Mourad Raja, Diab Ahmad, Merhi Zaher, Khalil Mohammad, Le Bouquin Jeannès Régine
Univ Rennes, Inserm, LTSI - UMR 1099, F-35000 Rennes, France; Signal Processing, Computer Hardware, Signals and Control Systems, Lebanese International University LIU, Tripoli, Lebanon; Signal Processing, Computer Hardware, Signals and Control Systems, International University of Beirut BIU, Beirut, Lebanon.
Signal Processing, Computer Hardware, Signals and Control Systems, Lebanese International University LIU, Tripoli, Lebanon; Signal Processing, Computer Hardware, Signals and Control Systems, International University of Beirut BIU, Beirut, Lebanon.
Brain Res. 2025 Oct 1;1864:149797. doi: 10.1016/j.brainres.2025.149797. Epub 2025 Jun 23.
Epilepsy is a neurological disorder affecting millions worldwide, characterized by recurrent and unpredictable seizures. Electroencephalography (EEG) is a widely used tool for seizure diagnosis, but the complexity and variability of EEG signals make manual analysis challenging. Machine Learning (ML) and Deep Learning (DL) techniques have emerged as powerful methods for automated Epileptic Seizure (ES) detection, classification, and prediction. However, questions remain regarding their effectiveness, interpretability, and clinical applicability. This systematic review critically examines ML and DL approaches applied to EEG-based seizure recognition, highlighting key challenges such as feature extraction, dataset selection, and model generalization. We analyze peer-reviewed studies from 2013 to 2023, sourced from the PubMed database, to compare various methodologies and evaluate their performance. Unlike prior reviews that focus on a single aspect of seizure recognition, this work provides a comprehensive overview of detection, classification, and prediction tasks. We also discuss the strengths and limitations of different ML and DL models, emphasizing the trade-offs between computational complexity, accuracy, and real-world implementation. Furthermore, this study outlines emerging trends, including the integration of explainable AI, transfer learning, and privacy-preserving techniques such as federated learning. By synthesizing the latest advancements, this review serves as a guide for researchers and clinicians seeking to enhance the reliability and efficiency of seizure recognition systems. Our findings aim to bridge the gap between AI-driven methodologies and clinical applications, paving the way for more robust and interpretable ES detection frameworks.
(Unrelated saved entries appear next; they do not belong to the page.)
//! HTTP response building helpers
//!
//! Every handler answers with JSON; errors use `{"error": "<message>"}`.

use bytes::Bytes;
use http_body_util::Full;
use hyper::header::{self, HeaderValue};
use hyper::{Response, StatusCode};
use serde::Serialize;
use tracing::error;

use crate::db::entities::UpsertOutcome;
use crate::error::CatalogError;

/// Build a JSON response with the given status code
pub fn json_response<T: Serialize>(status: StatusCode, body: &T) -> Response<Full<Bytes>> {
    let json = serde_json::to_vec(body).unwrap_or_else(|_| b"{}".to_vec());
    let mut response = Response::new(Full::new(Bytes::from(json)));
    *response.status_mut() = status;
    response
        .headers_mut()
        .insert(header::CONTENT_TYPE, HeaderValue::from_static("application/json"));
    response
}

/// Build a JSON response with 200 OK status
pub fn ok<T: Serialize>(body: &T) -> Response<Full<Bytes>> {
    json_response(StatusCode::OK, body)
}

fn error_body(status: StatusCode, message: &str) -> Response<Full<Bytes>> {
    json_response(status, &serde_json::json!({ "error": message }))
}

pub fn not_found(message: &str) -> Response<Full<Bytes>> {
    error_body(StatusCode::NOT_FOUND, message)
}

pub fn bad_request(message: &str) -> Response<Full<Bytes>> {
    error_body(StatusCode::BAD_REQUEST, message)
}

pub fn method_not_allowed() -> Response<Full<Bytes>> {
    error_body(StatusCode::METHOD_NOT_ALLOWED, "Method not allowed")
}

/// Status code of a PUT: 201 for a fresh row, 200 for an overwrite
pub fn upsert_status(outcome: UpsertOutcome) -> StatusCode {
    match outcome {
        UpsertOutcome::Created => StatusCode::CREATED,
        UpsertOutcome::Updated => StatusCode::OK,
    }
}

/// Convert a CatalogError to an appropriate HTTP response
pub fn error_response(error: CatalogError) -> Response<Full<Bytes>> {
    let status = match &error {
        CatalogError::InvalidInput(_) | CatalogError::InvalidToken => StatusCode::BAD_REQUEST,
        CatalogError::NotFound { .. } => StatusCode::NOT_FOUND,
        CatalogError::KindConflict { .. } => StatusCode::CONFLICT,
        // Includes foreign key failures from a plan naming a source or work
        // that does not exist; the catalog does not pre-check references.
        CatalogError::Storage(_)
        | CatalogError::Body(_)
        | CatalogError::UnknownKind { .. }
        | CatalogError::LockPoisoned
        | CatalogError::Io(_)
        | CatalogError::Config(_) => {
            error!(error = %error, "Request failed");
            StatusCode::INTERNAL_SERVER_ERROR
        }
    };

    error_body(status, &error.to_string())
}

/// Wrap a service result into an HTTP response
pub fn from_result<T: Serialize>(result: Result<T, CatalogError>) -> Response<Full<Bytes>> {
    match result {
        Ok(value) => ok(&value),
        Err(e) => error_response(e),
    }
}

/// Wrap an upsert result: 201 or 200 with an empty JSON object
pub fn from_upsert_result(result: Result<UpsertOutcome, CatalogError>) -> Response<Full<Bytes>> {
    match result {
        Ok(outcome) => json_response(upsert_status(outcome), &serde_json::json!({})),
        Err(e) => error_response(e),
    }
}

/// Wrap a patch result: 200 with an empty JSON object
pub fn from_patch_result(result: Result<(), CatalogError>) -> Response<Full<Bytes>> {
    match result {
        Ok(()) => ok(&serde_json::json!({})),
        Err(e) => error_response(e),
    }
}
癫痫是一种影响全球数百万人的神经系统疾病,其特征是反复发作且不可预测的癫痫发作。脑电图(EEG)是癫痫发作诊断中广泛使用的工具,但EEG信号的复杂性和变异性使得人工分析具有挑战性。机器学习(ML)和深度学习(DL)技术已成为自动检测、分类和预测癫痫发作(ES)的强大方法。然而,关于它们的有效性、可解释性和临床适用性仍然存在问题。本系统综述批判性地审视了应用于基于EEG的癫痫发作识别的ML和DL方法,突出了诸如特征提取、数据集选择和模型泛化等关键挑战。我们分析了2013年至2023年来自PubMed数据库的同行评审研究,以比较各种方法并评估它们的性能。与以往专注于癫痫发作识别单一方面的综述不同,这项工作全面概述了检测、分类和预测任务。我们还讨论了不同ML和DL模型的优点和局限性,强调了计算复杂性、准确性和实际应用之间的权衡。此外,本研究概述了新兴趋势,包括可解释人工智能、迁移学习以及联邦学习等隐私保护技术的整合。通过综合最新进展,本综述为寻求提高癫痫发作识别系统可靠性和效率的研究人员和临床医生提供了指导。我们的研究结果旨在弥合人工智能驱动的方法与临床应用之间的差距,为更强大且可解释的ES检测框架铺平道路。